*Required work*: Reproduce the listing below without any change.

---- Information shown

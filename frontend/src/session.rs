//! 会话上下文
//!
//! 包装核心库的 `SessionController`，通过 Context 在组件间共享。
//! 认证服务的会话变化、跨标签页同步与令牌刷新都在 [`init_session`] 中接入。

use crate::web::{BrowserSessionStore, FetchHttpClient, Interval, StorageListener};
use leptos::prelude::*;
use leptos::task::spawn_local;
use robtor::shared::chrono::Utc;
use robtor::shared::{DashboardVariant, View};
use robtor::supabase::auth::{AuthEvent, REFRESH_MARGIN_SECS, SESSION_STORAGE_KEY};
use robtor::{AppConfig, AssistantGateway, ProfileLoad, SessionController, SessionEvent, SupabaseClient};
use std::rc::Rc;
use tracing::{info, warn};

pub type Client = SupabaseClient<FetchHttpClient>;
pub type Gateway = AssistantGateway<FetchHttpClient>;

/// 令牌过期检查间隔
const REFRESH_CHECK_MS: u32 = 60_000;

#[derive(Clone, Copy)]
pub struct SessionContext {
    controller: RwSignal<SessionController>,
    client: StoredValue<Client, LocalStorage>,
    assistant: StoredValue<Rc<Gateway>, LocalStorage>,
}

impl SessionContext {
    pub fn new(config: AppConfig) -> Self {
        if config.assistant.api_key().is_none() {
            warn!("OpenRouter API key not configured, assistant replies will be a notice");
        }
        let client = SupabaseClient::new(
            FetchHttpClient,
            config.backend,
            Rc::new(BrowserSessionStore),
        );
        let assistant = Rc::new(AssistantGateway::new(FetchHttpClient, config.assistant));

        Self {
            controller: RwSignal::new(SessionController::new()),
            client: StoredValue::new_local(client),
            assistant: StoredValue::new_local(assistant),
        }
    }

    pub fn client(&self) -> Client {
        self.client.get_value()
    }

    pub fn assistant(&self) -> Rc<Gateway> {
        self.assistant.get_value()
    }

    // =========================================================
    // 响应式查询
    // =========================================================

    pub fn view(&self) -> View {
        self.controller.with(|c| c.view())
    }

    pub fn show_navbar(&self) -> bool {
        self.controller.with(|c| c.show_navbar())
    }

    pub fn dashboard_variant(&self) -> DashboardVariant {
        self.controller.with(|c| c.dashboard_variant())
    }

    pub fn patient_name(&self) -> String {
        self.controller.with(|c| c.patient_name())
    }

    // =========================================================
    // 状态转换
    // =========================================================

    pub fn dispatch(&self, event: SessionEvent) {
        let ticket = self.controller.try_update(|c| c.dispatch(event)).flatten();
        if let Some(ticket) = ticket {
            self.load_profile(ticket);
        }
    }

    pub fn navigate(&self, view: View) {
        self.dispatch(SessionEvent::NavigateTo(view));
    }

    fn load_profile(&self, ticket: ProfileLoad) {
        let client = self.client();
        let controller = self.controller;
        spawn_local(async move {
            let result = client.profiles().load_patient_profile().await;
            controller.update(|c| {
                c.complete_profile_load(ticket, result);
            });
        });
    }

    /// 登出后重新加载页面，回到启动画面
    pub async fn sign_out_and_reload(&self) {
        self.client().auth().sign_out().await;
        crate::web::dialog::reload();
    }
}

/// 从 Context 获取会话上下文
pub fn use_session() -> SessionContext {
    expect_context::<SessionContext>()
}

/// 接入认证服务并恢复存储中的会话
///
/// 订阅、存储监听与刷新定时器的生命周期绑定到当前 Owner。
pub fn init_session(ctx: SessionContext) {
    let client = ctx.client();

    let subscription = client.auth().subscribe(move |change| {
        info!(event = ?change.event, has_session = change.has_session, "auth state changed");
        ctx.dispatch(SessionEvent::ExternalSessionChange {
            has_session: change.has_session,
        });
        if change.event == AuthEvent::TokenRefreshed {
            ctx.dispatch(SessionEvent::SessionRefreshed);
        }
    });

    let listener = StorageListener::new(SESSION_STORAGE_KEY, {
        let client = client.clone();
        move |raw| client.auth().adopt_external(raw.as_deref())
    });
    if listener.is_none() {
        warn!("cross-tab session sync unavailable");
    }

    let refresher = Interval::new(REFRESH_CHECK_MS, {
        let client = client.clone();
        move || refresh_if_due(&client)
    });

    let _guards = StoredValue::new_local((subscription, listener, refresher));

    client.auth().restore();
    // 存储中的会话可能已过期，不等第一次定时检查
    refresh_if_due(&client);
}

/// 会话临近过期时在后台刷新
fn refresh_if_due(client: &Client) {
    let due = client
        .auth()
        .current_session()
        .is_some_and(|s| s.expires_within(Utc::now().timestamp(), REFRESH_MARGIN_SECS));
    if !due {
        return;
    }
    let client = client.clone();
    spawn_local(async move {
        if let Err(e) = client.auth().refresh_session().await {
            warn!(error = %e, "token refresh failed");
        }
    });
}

--------

*Answer to this task*:
filename frontend/src/session.rs
//! 会话上下文
//!
//! 包装核心库的 `SessionController`，通过 Context 在组件间共享。
//! 认证服务的会话变化、跨标签页同步与令牌刷新都在 [`init_session`] 中接入。

use crate::web::{BrowserSessionStore, FetchHttpClient, Interval, StorageListener};
use leptos::prelude::*;
use leptos::task::spawn_local;
use robtor::shared::chrono::Utc;
use robtor::shared::{DashboardVariant, View};
use robtor::supabase::auth::{AuthEvent, REFRESH_MARGIN_SECS, SESSION_STORAGE_KEY};
use robtor::{AppConfig, AssistantGateway, ProfileLoad, SessionController, SessionEvent, SupabaseClient};
use std::rc::Rc;
use tracing::{info, warn};

pub type Client = SupabaseClient<FetchHttpClient>;
pub type Gateway = AssistantGateway<FetchHttpClient>;

/// 令牌过期检查间隔
const REFRESH_CHECK_MS: u32 = 60_000;

#[derive(Clone, Copy)]
pub struct SessionContext {
    controller: RwSignal<SessionController>,
    client: StoredValue<Client, LocalStorage>,
    assistant: StoredValue<Rc<Gateway>, LocalStorage>,
}

impl SessionContext {
    pub fn new(config: AppConfig) -> Self {
        if config.assistant.api_key().is_none() {
            warn!("OpenRouter API key not configured, assistant replies will be a notice");
        }
        let client = SupabaseClient::new(
            FetchHttpClient,
            config.backend,
            Rc::new(BrowserSessionStore),
        );
        let assistant = Rc::new(AssistantGateway::new(FetchHttpClient, config.assistant));

        Self {
            controller: RwSignal::new(SessionController::new()),
            client: StoredValue::new_local(client),
            assistant: StoredValue::new_local(assistant),
        }
    }

    pub fn client(&self) -> Client {
        self.client.get_value()
    }

    pub fn assistant(&self) -> Rc<Gateway> {
        self.assistant.get_value()
    }

    // =========================================================
    // 响应式查询
    // =========================================================

    pub fn view(&self) -> View {
        self.controller.with(|c| c.view())
    }

    pub fn show_navbar(&self) -> bool {
        self.controller.with(|c| c.show_navbar())
    }

    pub fn dashboard_variant(&self) -> DashboardVariant {
        self.controller.with(|c| c.dashboard_variant())
    }

    pub fn patient_name(&self) -> String {
        self.controller.with(|c| c.patient_name())
    }

    // =========================================================
    // 状态转换
    // =========================================================

    pub fn dispatch(&self, event: SessionEvent) {
        let ticket = self.controller.try_update(|c| c.dispatch(event)).flatten();
        if let Some(ticket) = ticket {
            self.load_profile(ticket);
        }
    }

    pub fn navigate(&self, view: View) {
        self.dispatch(SessionEvent::NavigateTo(view));
    }

    fn load_profile(&self, ticket: ProfileLoad) {
        let client = self.client();
        let controller = self.controller;
        spawn_local(async move {
            let result = client.profiles().load_patient_profile().await;
            controller.update(|c| {
                c.complete_profile_load(ticket, result);
            });
        });
    }

    /// 登出后重新加载页面，回到启动画面
    pub async fn sign_out_and_reload(&self) {
        self.client().auth().sign_out().await;
        crate::web::dialog::reload();
    }
}

/// 从 Context 获取会话上下文
pub fn use_session() -> SessionContext {
    expect_context::<SessionContext>()
}

/// 接入认证服务并恢复存储中的会话
///
/// 订阅、存储监听与刷新定时器的生命周期绑定到当前 Owner。
pub fn init_session(ctx: SessionContext) {
    let client = ctx.client();

    let subscription = client.auth().subscribe(move |change| {
        info!(event = ?change.event, has_session = change.has_session, "auth state changed");
        ctx.dispatch(SessionEvent::ExternalSessionChange {
            has_session: change.has_session,
        });
        if change.event == AuthEvent::TokenRefreshed {
            ctx.dispatch(SessionEvent::SessionRefreshed);
        }
    });

    let listener = StorageListener::new(SESSION_STORAGE_KEY, {
        let client = client.clone();
        move |raw| client.auth().adopt_external(raw.as_deref())
    });
    if listener.is_none() {
        warn!("cross-tab session sync unavailable");
    }

    let refresher = Interval::new(REFRESH_CHECK_MS, {
        let client = client.clone();
        move || refresh_if_due(&client)
    });

    let _guards = StoredValue::new_local((subscription, listener, refresher));

    client.auth().restore();
    // 存储中的会话可能已过期，不等第一次定时检查
    refresh_if_due(&client);
}

/// 会话临近过期时在后台刷新
fn refresh_if_due(client: &Client) {
    let due = client
        .auth()
        .current_session()
        .is_some_and(|s| s.expires_within(Utc::now().timestamp(), REFRESH_MARGIN_SECS));
    if !due {
        return;
    }
    let client = client.clone();
    spawn_local(async move {
        if let Err(e) = client.auth().refresh_session().await {
            warn!(error = %e, "token refresh failed");
        }
    });
}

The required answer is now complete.